This is an educational post -- and one that will refresh my memory of the process next time I need to do it.
Moving from our Minnesota to Wisconsin has been interesting as I look in boxes stored away. Some of the boxes are filled with old photographs -- from my parents and from our own, and I have hundreds of these I want to scan and have in digital format.
I hoped that my Epson Work Force 7620 would scan these in stacks. It has a stack feeder called the Automatic Document Feeder (ADF) that does double sided scans of various size papers and works good for regular paper scans.
The ADF smallest size says A5 (5.8x8.3 inches). I tried a stack of 15 glossy photos 6x8 and they fed fine, didn't damage or bend the photo.

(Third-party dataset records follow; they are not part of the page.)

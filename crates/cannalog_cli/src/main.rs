//! Command-line driver over the CannaLog application controller.
//!
//! Every command runs the same flows a UI would: resume session, navigate to
//! the editor, mutate the draft, save or delete, navigate back.

use cannalog_core::{
    init_logging_with, AppConfig, CannaLogApp, Entry, EntryId, LogLevel, Message, MessageKind,
    Screen, Stage,
};
use chrono::{DateTime, Utc};
use clap::{Args, Parser, Subcommand};
use log::debug;
use std::path::PathBuf;
use std::process::ExitCode;

#[derive(Debug, Parser)]
#[command(name = "cannalog", version, about = "Personal grow-log")]
struct Cli {
    /// SQLite file (overrides CANNALOG_DB_PATH).
    #[arg(long, global = true)]
    db: Option<PathBuf>,

    /// Absolute directory for rolling log files (overrides CANNALOG_LOG_DIR).
    #[arg(long, global = true)]
    log_dir: Option<PathBuf>,

    /// trace|debug|info|warn|error (overrides CANNALOG_LOG_LEVEL).
    #[arg(long, global = true, value_parser = parse_level)]
    log_level: Option<LogLevel>,

    #[command(subcommand)]
    command: Command,
}

#[derive(Debug, Subcommand)]
enum Command {
    /// Print core health and version.
    Ping,
    /// Sign in with an identity token.
    SignIn { token: String },
    /// Sign out of the current session.
    SignOut {
        /// Confirm the sign-out.
        #[arg(long)]
        yes: bool,
    },
    /// Show the signed-in identity.
    Whoami,
    /// List entries, newest first.
    List,
    /// List growth stages in selector order.
    Stages,
    /// Create an entry.
    Add(EntryFields),
    /// Edit an existing entry.
    Edit {
        id: EntryId,
        #[command(flatten)]
        fields: EntryFields,
    },
    /// Delete an entry.
    Delete { id: EntryId },
}

#[derive(Debug, Args)]
struct EntryFields {
    #[arg(long)]
    title: Option<String>,
    #[arg(long)]
    description: Option<String>,
    #[arg(long, value_parser = parse_stage)]
    stage: Option<Stage>,
    /// RFC 3339 date-time, e.g. 2024-05-01T10:00:00Z.
    #[arg(long)]
    at: Option<DateTime<Utc>>,
}

fn parse_level(raw: &str) -> Result<LogLevel, String> {
    LogLevel::parse(raw).ok_or_else(|| format!("unknown log level `{raw}`"))
}

fn parse_stage(raw: &str) -> Result<Stage, String> {
    Stage::parse(raw).ok_or_else(|| {
        let known: Vec<&str> = Stage::ALL.iter().map(|stage| stage.as_str()).collect();
        format!("unknown stage `{raw}`; expected one of {}", known.join("|"))
    })
}

#[tokio::main(flavor = "current_thread")]
async fn main() -> ExitCode {
    let cli = Cli::parse();
    match run(cli).await {
        Ok(()) => ExitCode::SUCCESS,
        Err(message) => {
            eprintln!("error: {message}");
            ExitCode::FAILURE
        }
    }
}

fn resolve_config(cli: &Cli) -> Result<AppConfig, String> {
    let mut config = AppConfig::from_env().map_err(|err| err.to_string())?;
    if let Some(db) = &cli.db {
        config.db_path = db.clone();
    }
    if let Some(level) = cli.log_level {
        config.log_level = level;
    }
    if let Some(dir) = &cli.log_dir {
        config.log_dir = Some(dir.clone());
    }
    Ok(config)
}

async fn run(cli: Cli) -> Result<(), String> {
    if matches!(cli.command, Command::Ping) {
        println!("cannalog_core ping={}", cannalog_core::ping());
        println!("cannalog_core version={}", cannalog_core::core_version());
        return Ok(());
    }
    if matches!(cli.command, Command::Stages) {
        for stage in Stage::ALL {
            println!("{}\t{}", stage.page(), stage);
        }
        return Ok(());
    }

    let config = resolve_config(&cli)?;
    if let Some(log_dir) = &config.log_dir {
        init_logging_with(config.log_level, log_dir).map_err(|err| err.to_string())?;
    }
    debug!("event=cli_start module=cli status=ok");

    let app = CannaLogApp::open_local(&config.db_path).map_err(|err| err.to_string())?;
    app.start().await;

    let result = dispatch(&app, cli.command).await;
    print_messages(&app.messages());
    result
}

async fn dispatch(app: &CannaLogApp, command: Command) -> Result<(), String> {
    match command {
        Command::Ping | Command::Stages => Ok(()),
        Command::SignIn { token } => {
            if app.screen() != Screen::Authentication {
                return Err("already signed in; sign out first".to_string());
            }
            let identity = app.sign_in(&token).await.map_err(|err| err.to_string())?;
            println!("signed in as {}", identity.user_id);
            Ok(())
        }
        Command::SignOut { yes } => {
            if !app.request_sign_out() {
                return Err("not signed in".to_string());
            }
            if !yes {
                app.cancel_sign_out();
                return Err("are you sure you want to sign out? pass --yes to confirm".to_string());
            }
            app.confirm_sign_out().await.map_err(|err| err.to_string())?;
            println!("signed out");
            Ok(())
        }
        Command::Whoami => {
            match app.current_identity() {
                Some(identity) => println!("{}", identity.user_id),
                None => println!("not signed in"),
            }
            Ok(())
        }
        Command::List => {
            require_list(app)?;
            let entries = app.entries();
            if entries.is_empty() {
                println!("no entries");
            }
            for entry in entries.iter() {
                print_entry(entry);
            }
            Ok(())
        }
        Command::Add(fields) => {
            require_list(app)?;
            app.create_entry().await;
            write_entry(app, fields).await
        }
        Command::Edit { id, fields } => {
            require_list(app)?;
            app.open_entry(id).await;
            if app.draft().and_then(|draft| draft.id) != Some(id) {
                app.back();
                return Err(format!("entry not found: {id}"));
            }
            write_entry(app, fields).await
        }
        Command::Delete { id } => {
            require_list(app)?;
            app.open_entry(id).await;
            if app.draft().and_then(|draft| draft.id) != Some(id) {
                app.back();
                println!("nothing to delete");
                return Ok(());
            }
            app.delete().await.map_err(|err| err.to_string())
        }
    }
}

fn require_list(app: &CannaLogApp) -> Result<(), String> {
    if app.screen() == Screen::List {
        Ok(())
    } else {
        Err("not signed in; run `cannalog sign-in <token>`".to_string())
    }
}

async fn write_entry(app: &CannaLogApp, fields: EntryFields) -> Result<(), String> {
    let editor = app
        .editor()
        .ok_or_else(|| "editor did not open".to_string())?;
    if let Some(title) = fields.title {
        editor.set_title(title);
    }
    if let Some(description) = fields.description {
        editor.set_description(description);
    }
    if let Some(stage) = fields.stage {
        editor.set_stage(stage);
    }
    if let Some(at) = fields.at {
        editor.set_timestamp(at);
    }

    let saved = app.save().await.map_err(|err| err.to_string())?;
    print_entry(&saved);
    Ok(())
}

fn print_entry(entry: &Entry) {
    let id = entry.id.map(|id| id.to_string()).unwrap_or_default();
    let at = entry
        .timestamp()
        .map(|at| at.format("%Y-%m-%d %H:%M").to_string())
        .unwrap_or_else(|| entry.timestamp_ms.to_string());
    let title = if entry.title.is_empty() {
        "(untitled)"
    } else {
        entry.title.as_str()
    };
    println!("{id}\t{at}\t{:<10}\t{title}", entry.stage.as_str());
}

fn print_messages(messages: &[Message]) {
    for message in messages {
        if message.kind == MessageKind::Error {
            eprintln!("! {}", message.text);
        }
    }
}

#[cfg(test)]
mod tests {
    use super::{parse_stage, Cli, Command};
    use cannalog_core::Stage;
    use clap::Parser;

    #[test]
    fn add_parses_stage_and_timestamp() {
        let cli = Cli::try_parse_from([
            "cannalog",
            "add",
            "--title",
            "Day 1",
            "--stage",
            "seed",
            "--at",
            "2024-05-01T10:00:00Z",
        ])
        .unwrap();
        match cli.command {
            Command::Add(fields) => {
                assert_eq!(fields.title.as_deref(), Some("Day 1"));
                assert_eq!(fields.stage, Some(Stage::Seed));
                assert!(fields.at.is_some());
            }
            other => panic!("unexpected command: {other:?}"),
        }
    }

    #[test]
    fn unknown_stage_lists_choices() {
        let err = parse_stage("bloom").unwrap_err();
        assert!(err.contains("FLOWERING"));
    }

    #[test]
    fn sign_out_requires_explicit_flag_to_confirm() {
        let cli = Cli::try_parse_from(["cannalog", "sign-out"]).unwrap();
        assert!(matches!(cli.command, Command::SignOut { yes: false }));
    }
}
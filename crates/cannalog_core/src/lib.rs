//! Core domain logic for CannaLog, a personal grow-log.
//! This crate is the single source of truth for entry, navigation and
//! session invariants; UI shells bind to `CannaLogApp`.

pub mod app;
pub mod config;
pub mod db;
pub mod logging;
pub mod model;
pub mod navigation;
pub mod repo;
pub mod session;
pub mod store;

pub use app::{
    AppOpenError, CannaLogApp, DraftSource, EditorError, EditorViewModel, ListViewModel, Message,
    MessageKind, SessionGate,
};
pub use config::{AppConfig, ConfigError};
pub use logging::{
    default_log_level, init_logging, init_logging_with, logging_status, LogLevel, LoggingError,
};
pub use model::entry::{Entry, EntryId, EntryValidationError, OwnerId, Stage};
pub use navigation::{NavEvent, Navigator, Screen};
pub use repo::entry_repo::{EntryRepository, RepoError, RepoResult, SqliteEntryRepository};
pub use session::{AuthError, AuthResult, Identity, LocalSessionProvider, SessionProvider};
pub use store::{EntryStore, EntrySubscription, LocalEntryStore, StoreError, StoreResult};

/// Minimal health-check API for early integration.
pub fn ping() -> &'static str {
    "pong"
}

/// Returns the core crate version.
pub fn core_version() -> &'static str {
    env!("CARGO_PKG_VERSION")
}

However most of my photos were 4x6. To get them to feed they have to go portrait feed, but the two guides won't slide close enough together to hold the photos straight.
Looking around, I found two empty cassette tape holders and using a little Scotch tape, mounted them inside the guides. That held the photos in place and they too scanned without problems. I didn't try double sided as the photos were one sided and didn't want to fuss with testing that out.
Smaller photos didn't work -- they fed in but stopped part way through.
Also, as I was using the printer/scanner as a stand-alone machine, my choice for scan size smallest was A4 so had some white space to crop later and also had to rotate them later too. Not a problem with microsoft office picture manager that came with my MS 2010 program. Can batch crop and batch rotate and batch autofix.
I think I might be able to have more control over scan image size and rotation if I used my pc to control the scanner, but I don't do that much, just scan to memory device.